The signs and symptoms of polio differ depending on the extent of the infection. Signs and symptoms can be divided into paralytic and non-paralytic polio.
In non-paralytic polio, which accounts for most individuals infected with polio, patients remain asymptomatic or develop only mild flu-like symptoms, including fatigue, malaise, fever, headache, sore throat, and vomiting. The symptoms, if present, may only last 48 to 72 hours, though usually they last for one to two weeks.
Paralytic polio occurs in about 2% of people infected with the polio virus and is a much more serious disease. Symptoms occur as a result of nervous system and spinal cord infection and inflammation. Symptoms can include:
- Abnormal sensation.
- Breathing difficulty.
- Difficulty swallowing.
- Urinary retention.
- Mood swings.
- Muscle pain and spasms.
Approximately 5% to 10% of patients who develop paralytic polio often die from respiratory failure, since they are unable to breathe on their own. That is why it is imperative that patients receive appropriate medical evaluation and treatment.

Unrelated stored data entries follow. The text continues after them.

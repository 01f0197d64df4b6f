//! Command-line interface definitions for On This Day.
//!
//! This module defines the CLI arguments and options using the `clap` crate.
//! The four secrets are normally supplied through environment variables (or a
//! `.env` file loaded at startup); flags exist so a run can be reproduced by hand.

use clap::Parser;

/// Logged at startup when the scheduler reports a late trigger.
pub const PAST_DUE_NOTICE: &str = "The timer is past due!";

/// Command-line arguments for the On This Day publisher.
///
/// Secrets are deliberately optional: a missing value is sent as an empty
/// credential and surfaces as an authentication failure from the remote API.
///
/// # Examples
///
/// ```sh
/// # Scheduled run, everything from the environment
/// on_this_day
///
/// # Scheduler fired late, custom settings file
/// on_this_day --past-due --config ./config.yaml
///
/// # Ask the model and show the Notion payloads without writing anything
/// on_this_day --dry-run
/// ```
#[derive(Parser, Debug)]
#[command(author, version, about)]
pub struct Cli {
    /// Optional path to a config.yaml settings file
    #[arg(short, long)]
    pub config: Option<String>,

    /// OpenAI API key
    #[arg(long, env = "OPENAI_API_KEY", hide_env_values = true)]
    pub openai_api_key: Option<String>,

    /// OpenAI organization id
    #[arg(long, env = "OPENAI_ORGANIZATION_ID", hide_env_values = true)]
    pub openai_organization_id: Option<String>,

    /// Notion integration token
    #[arg(long, env = "NOTION_TOKEN", hide_env_values = true)]
    pub notion_token: Option<String>,

    /// Notion database the page is created in
    #[arg(long, env = "DATABASE_ID", hide_env_values = true)]
    pub database_id: Option<String>,

    /// Set by the scheduler when the timer fired later than planned
    #[arg(long, env = "TIMER_PAST_DUE")]
    pub past_due: bool,

    /// Ask the model and log the page payloads without writing to Notion
    #[arg(long)]
    pub dry_run: bool,
}

impl Cli {
    /// The message to log about how this run was triggered, if any.
    ///
    /// # Returns
    ///
    /// [`PAST_DUE_NOTICE`] when `--past-due` (or `TIMER_PAST_DUE`) is set,
    /// otherwise `None`.
    pub fn trigger_notice(&self) -> Option<&'static str> {
        self.past_due.then_some(PAST_DUE_NOTICE)
    }
}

Prior to the vaccine era and the use of modern ventilators, patients would be placed in an “iron lung” (a negative pressure ventilator, which was used to support breathing in patients suffering from paralytic polio).

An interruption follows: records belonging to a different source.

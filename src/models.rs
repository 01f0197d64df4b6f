//! Data models for the model exchange and the parsed blog post.
//!
//! This module defines the core data structures used throughout the application:
//! - [`BlogPost`]: The four fields extracted from the model's reply
//! - [`ChatRequest`] / [`ChatResponse`]: The chat-completions wire shapes
//! - [`CreatedPage`]: The part of a Notion page-creation response we keep

use serde::{Deserialize, Serialize};

/// A validated blog post, ready to be turned into Notion payloads.
///
/// Produced only when all four logical fields were found in the model reply.
#[derive(Debug, Clone, PartialEq, Eq, Serialize)]
pub struct BlogPost {
    /// The post title, also used as the page's heading block.
    pub title: String,
    /// The post body. May exceed Notion's per-block text limit.
    pub content: String,
    /// SEO tags, normalized rather than passed through: trimmed, empty
    /// entries dropped and exact duplicates removed, keeping first-seen order.
    pub seo_tags: Vec<String>,
    /// SEO friendly URL slug.
    pub url_slug: String,
}

/// A single chat message in a completion request.
#[derive(Debug, Clone, Serialize, Deserialize, PartialEq, Eq)]
pub struct ChatMessage {
    pub role: String,
    pub content: String,
}

impl ChatMessage {
    pub fn user(content: impl Into<String>) -> Self {
        Self {
            role: "user".to_string(),
            content: content.into(),
        }
    }
}

/// Body of a `POST /chat/completions` request.
#[derive(Debug, Serialize)]
pub struct ChatRequest<'a> {
    pub model: &'a str,
    pub messages: Vec<ChatMessage>,
}

/// The subset of a chat-completions response we read.
#[derive(Debug, Deserialize)]
pub struct ChatResponse {
    #[serde(default)]
    pub choices: Vec<ChatChoice>,
}

#[derive(Debug, Deserialize)]
pub struct ChatChoice {
    pub message: ChatReplyMessage,
}

#[derive(Debug, Deserialize)]
pub struct ChatReplyMessage {
    pub content: Option<String>,
}

impl ChatResponse {
    /// Text of the first choice, or an empty string when the model sent none.
    pub fn first_content(self) -> String {
        self.choices
            .into_iter()
            .next()
            .and_then(|c| c.message.content)
            .unwrap_or_default()
    }
}

/// The part of Notion's page object returned from create/update that we use.
#[derive(Debug, Deserialize)]
pub struct CreatedPage {
    pub id: String,
    #[serde(default)]
    pub url: Option<String>,
}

Polio is caused by infection with the poliovirus
This virus is highly contagious, and is passed on through food and water contaminated with the stool (feces) of infected people. It can take 4 to 21 days before symptoms appear and an infected person can pass the virus on to other people even before symptoms appear.
Infection with polio happens when the virus enters the body through the mouth, multiplies in the throat and intestine, and spreads through the blood to the central nervous system. There, the virus attacks nerve cells, which can lead to paralysis.